Album Review: Slift – Ummon

sliftBand: Slift | Album: Ummon | Genre: Space rock, Krautrock | Year: 2020

From: Toulouse, France | Label: Vicious Circle and Stolen Body Records

For fans of: Elder’s new stuff, Can, Ash Ra Tempel, Fuzz

Buy: Bandcamp | Amazon | Apple Music

Slift are a French trio who combine the ethos and aesthetic trappings of garage rock with cosmic atmosphere and mantra-like repetition. I was introduced to them via their 2018 album, La Planète Inexplorée. That album was great, and Ummon took everything I loved about it and cranked it up even harder.
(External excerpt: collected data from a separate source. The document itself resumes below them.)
//! Asynchronous texture loading.
//!
//! [`ThreadedTextureLoader`] fetches and decodes each request on its own
//! worker thread and hands results back through a channel, so the render
//! loop never waits on the network or the disk. Results are collected with
//! [`TextureLoader::poll`] once per frame.
//!
//! There is no caching and no retry: every [`TextureLoader::load`] call is
//! exactly one fetch, and a failure is reported once as an [`AssetLoadError`].

use std::fmt;
use std::path::PathBuf;

use crate::texture::{TextureId, TextureImage};

/// Where an image comes from.
#[derive(Clone, Debug, PartialEq, Eq)]
pub enum AssetSource {
    /// Fetched over HTTP(S).
    Url(String),
    /// Read from the local filesystem.
    Path(PathBuf),
}

impl AssetSource {
    /// Interpret a string as a URL when it has an `http://` or `https://`
    /// scheme, and as a filesystem path otherwise.
    pub fn parse(source: &str) -> Self {
        if source.starts_with("http://") || source.starts_with("https://") {
            AssetSource::Url(source.to_string())
        } else {
            AssetSource::Path(PathBuf::from(source))
        }
    }

    /// Human-readable label, also used as the GPU texture label.
    pub fn label(&self) -> String {
        match self {
            AssetSource::Url(url) => url.clone(),
            AssetSource::Path(path) => path.display().to_string(),
        }
    }
}

impl fmt::Display for AssetSource {
    fn fmt(&self, f: &mut fmt::Formatter<'_>) -> fmt::Result {
        f.write_str(&self.label())
    }
}

/// Errors that can occur while fetching or decoding a texture.
#[derive(Debug, thiserror::Error)]
pub enum AssetLoadError {
    /// The file could not be read.
    #[error("failed to read {source_label}: {error}")]
    Io {
        source_label: String,
        #[source]
        error: std::io::Error,
    },
    /// The HTTP request failed or returned an error status.
    #[error("failed to fetch {source_label}: {error}")]
    Http {
        source_label: String,
        #[source]
        error: reqwest::Error,
    },
    /// The payload was not a decodable image.
    #[error("failed to decode {source_label}: {error}")]
    Decode {
        source_label: String,
        #[source]
        error: image::ImageError,
    },
    /// The worker thread went away before reporting back.
    #[error("loader for {source_label} stopped before finishing")]
    Abandoned { source_label: String },
}

/// Receipt for a pending load, matched against [`LoadResult::ticket`].
#[derive(Clone, Copy, Debug, PartialEq, Eq, Hash)]
pub struct LoadTicket(pub(crate) u64);

impl LoadTicket {
    /// Texture id given to the image this ticket resolves to.
    pub fn texture_id(self) -> TextureId {
        TextureId(self.0)
    }
}

/// Outcome of one load request.
#[derive(Debug)]
pub struct LoadResult {
    pub ticket: LoadTicket,
    pub result: Result<TextureImage, AssetLoadError>,
}

/// Something that turns asset sources into textures, eventually.
pub trait TextureLoader {
    /// Start loading `source`. Never blocks.
    fn load(&mut self, source: &AssetSource) -> LoadTicket;

    /// Collect every load that has finished since the last call. Never blocks.
    fn poll(&mut self) -> Vec<LoadResult>;
}

/// Loads each texture on a dedicated worker thread.
pub struct ThreadedTextureLoader {
    next_ticket: u64,
    sender: crossbeam_channel::Sender<LoadResult>,
    receiver: crossbeam_channel::Receiver<LoadResult>,
}

impl Default for ThreadedTextureLoader {
    fn default() -> Self {
        let (sender, receiver) = crossbeam_channel::unbounded();
        Self {
            next_ticket: 0,
            sender,
            receiver,
        }
    }
}

impl ThreadedTextureLoader {
    pub fn new() -> Self {
        Self::default()
    }
}

impl TextureLoader for ThreadedTextureLoader {
    fn load(&mut self, source: &AssetSource) -> LoadTicket {
        let ticket = LoadTicket(self.next_ticket);
        self.next_ticket += 1;

        let source = source.clone();
        let sender = self.sender.clone();
        log::debug!("Loading texture {} ({:?})", source, ticket);

        let spawned = std::thread::Builder::new()
            .name(format!("texture-load-{}", ticket.0))
            .spawn({
                let source = source.clone();
                let sender = sender.clone();
                move || {
                    let result = fetch_and_decode(&source, ticket.texture_id());
                    // The receiving side only disappears at shutdown.
                    let _ = sender.send(LoadResult { ticket, result });
                }
            });

        if let Err(e) = spawned {
            log::warn!("Could not spawn loader thread for {}: {}", source, e);
            let _ = sender.send(LoadResult {
                ticket,
                result: Err(AssetLoadError::Abandoned {
                    source_label: source.label(),
                }),
            });
        }

        ticket
    }

    fn poll(&mut self) -> Vec<LoadResult> {
        self.receiver.try_iter().collect()
    }
}

/// Fetch the raw bytes of a source. Blocking.
pub fn fetch(source: &AssetSource) -> Result<Vec<u8>, AssetLoadError> {
    match source {
        AssetSource::Path(path) => std::fs::read(path).map_err(|error| AssetLoadError::Io {
            source_label: source.label(),
            error,
        }),
        AssetSource::Url(url) => {
            let http = |error| AssetLoadError::Http {
                source_label: source.label(),
                error,
            };
            let response = reqwest::blocking::get(url)
                .and_then(|r| r.error_for_status())
                .map_err(http)?;
            let bytes = response.bytes().map_err(http)?;
            Ok(bytes.to_vec())
        }
    }
}

/// Fetch and decode a source into a texture image. Blocking.
pub fn fetch_and_decode(
    source: &AssetSource,
    id: TextureId,
) -> Result<TextureImage, AssetLoadError> {
    let bytes = fetch(source)?;
    let image =
        TextureImage::decode(id, source.label(), &bytes).map_err(|error| {
            AssetLoadError::Decode {
                source_label: source.label(),
                error,
            }
        })?;
    log::info!(
        "Loaded texture {} ({}x{})",
        source,
        image.width,
        image.height
    );
    Ok(image)
}

#[cfg(test)]
pub(crate) mod testing {
    //! A loader whose results are handed out by the test.

    use super::*;

    /// Records requests and resolves them only when told to.
    #[derive(Default)]
    pub struct ScriptedLoader {
        next_ticket: u64,
        pub requests: Vec<(LoadTicket, AssetSource)>,
        ready: Vec<LoadResult>,
    }

    impl ScriptedLoader {
        /// The most recent request, if any.
        pub fn last_request(&self) -> Option<&(LoadTicket, AssetSource)> {
            self.requests.last()
        }

        /// Resolve the most recent request with a small solid image.
        pub fn succeed_last(&mut self) -> TextureId {
            let (ticket, source) = self.last_request().cloned().expect("no pending request");
            let image = TextureImage::from_rgba(
                ticket.texture_id(),
                source.label(),
                1,
                1,
                vec![200, 100, 50, 255],
            );
            self.ready.push(LoadResult {
                ticket,
                result: Ok(image),
            });
            ticket.texture_id()
        }

        /// Reject the most recent request.
        pub fn fail_last(&mut self) {
            let (ticket, source) = self.last_request().cloned().expect("no pending request");
            self.ready.push(LoadResult {
                ticket,
                result: Err(AssetLoadError::Io {
                    source_label: source.label(),
                    error: std::io::Error::new(std::io::ErrorKind::NotFound, "missing"),
                }),
            });
        }
    }

    impl TextureLoader for ScriptedLoader {
        fn load(&mut self, source: &AssetSource) -> LoadTicket {
            let ticket = LoadTicket(self.next_ticket);
            self.next_ticket += 1;
            self.requests.push((ticket, source.clone()));
            ticket
        }

        fn poll(&mut self) -> Vec<LoadResult> {
            std::mem::take(&mut self.ready)
        }
    }
}

#[cfg(test)]
mod tests {
    use super::*;
    use std::time::{Duration, Instant};

    fn wait_for(loader: &mut ThreadedTextureLoader) -> LoadResult {
        let deadline = Instant::now() + Duration::from_secs(10);
        loop {
            if let Some(result) = loader.poll().pop() {
                return result;
            }
            assert!(Instant::now() < deadline, "loader never reported back");
            std::thread::sleep(Duration::from_millis(5));
        }
    }

    #[test]
    fn parse_distinguishes_urls_from_paths() {
        assert_eq!(
            AssetSource::parse("https://example.com/a.jpg"),
            AssetSource::Url("https://example.com/a.jpg".into())
        );
        assert_eq!(
            AssetSource::parse("./assets/earth-burning.jpg"),
            AssetSource::Path(PathBuf::from("./assets/earth-burning.jpg"))
        );
        assert_eq!(
            AssetSource::parse("httpdocs/a.jpg"),
            AssetSource::Path(PathBuf::from("httpdocs/a.jpg"))
        );
    }

    #[test]
    fn missing_file_is_an_io_error() {
        let mut loader = ThreadedTextureLoader::new();
        let source = AssetSource::parse("definitely/not/here.jpg");
        let ticket = loader.load(&source);

        let result = wait_for(&mut loader);
        assert_eq!(result.ticket, ticket);
        assert!(matches!(result.result, Err(AssetLoadError::Io { .. })));
    }

    #[test]
    fn loads_png_from_disk() {
        let path = std::env::temp_dir().join(format!("terrasphere-{}.png", std::process::id()));
        image::RgbaImage::from_pixel(4, 2, image::Rgba([1, 2, 3, 255]))
            .save(&path)
            .unwrap();

        let mut loader = ThreadedTextureLoader::new();
        let first = loader.load(&AssetSource::Path(path.clone()));
        let result = wait_for(&mut loader);
        std::fs::remove_file(&path).ok();

        let image = result.result.expect("png should decode");
        assert_eq!((image.width, image.height), (4, 2));
        assert_eq!(image.id, first.texture_id());
    }

    #[test]
    fn default_rebirth_texture_decodes() {
        let relative = crate::config::AppConfig::default().rebirth_texture;
        let path = std::path::Path::new(env!("CARGO_MANIFEST_DIR")).join(relative);

        let image = fetch_and_decode(&AssetSource::Path(path), TextureId(0))
            .expect("bundled rebirth texture should decode");
        assert_eq!((image.width, image.height), (256, 128));
        assert_eq!(image.pixels().len(), 256 * 128 * 4);
    }

    #[test]
    fn tickets_are_unique() {
        let mut loader = testing::ScriptedLoader::default();
        let a = loader.load(&AssetSource::parse("a.jpg"));
        let b = loader.load(&AssetSource::parse("a.jpg"));
        assert_ne!(a, b);
        assert_ne!(a.texture_id(), b.texture_id());
    }
}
Ummon is not a record for the faint of heart. It’s 72 minutes of garage-kraut-doom (or maybe doom-garage-kraut) with barely any breathing room. Huge, abrasive walls of guitar dominate this record, while chaotic bursts of noise pummel the listener. The band members themselves give fair warning on how key repetition is to this album’s sound on their Bandcamp page (or, as they phrase it, “r r e e p p e e t t i i t t i i o o n n”). With all this in mind, if you’re willing to give it a shot, this album is highly rewarding.

The title track opens with an echoing guitar line over building bass and drums before launching into the main riff. These destructive, metallic blasts give way to a verse which is more menacing than outright aggressive, and the clear backing vocals are deployed as an excellent counterweight to the hoarse lead vocals.

The third track, “Thousand Helmets of Gold” is one of the most straightforward pieces on the album. The vocal melody is engaging, and the riffage between verses twists and squeals in exciting ways. Synthesizers are deployed to great effect; the lush textures contrast with the grittiness of everything else.

“Citadel on a Satellite” begins with the most overtly doom metal-inspired riff yet, but that quickly dissolves into slightly-askew space-jazz. The intensity does build up again, and it’s not long before the listener encounters some of the craziest rhythms yet. Cascading guitar arpeggios pair alongside tumbling drums and biting bass. (In fact, the bass work is out of this world on all of Ummon.) The last four minutes of the song give the listener a bit of respite as a wiggly synth line winds the song down over a quiet backing track.

The band’s more melodic garage rock roots show up in the vocals on “Hyperion”. “Altitude Lake” is the rare example of a song starting off slow, rather than bursting out of the gates, only to pump the brakes midway through. That’s not to call it an idyll, though, as Slift’s signature walls of distortion do of course show up.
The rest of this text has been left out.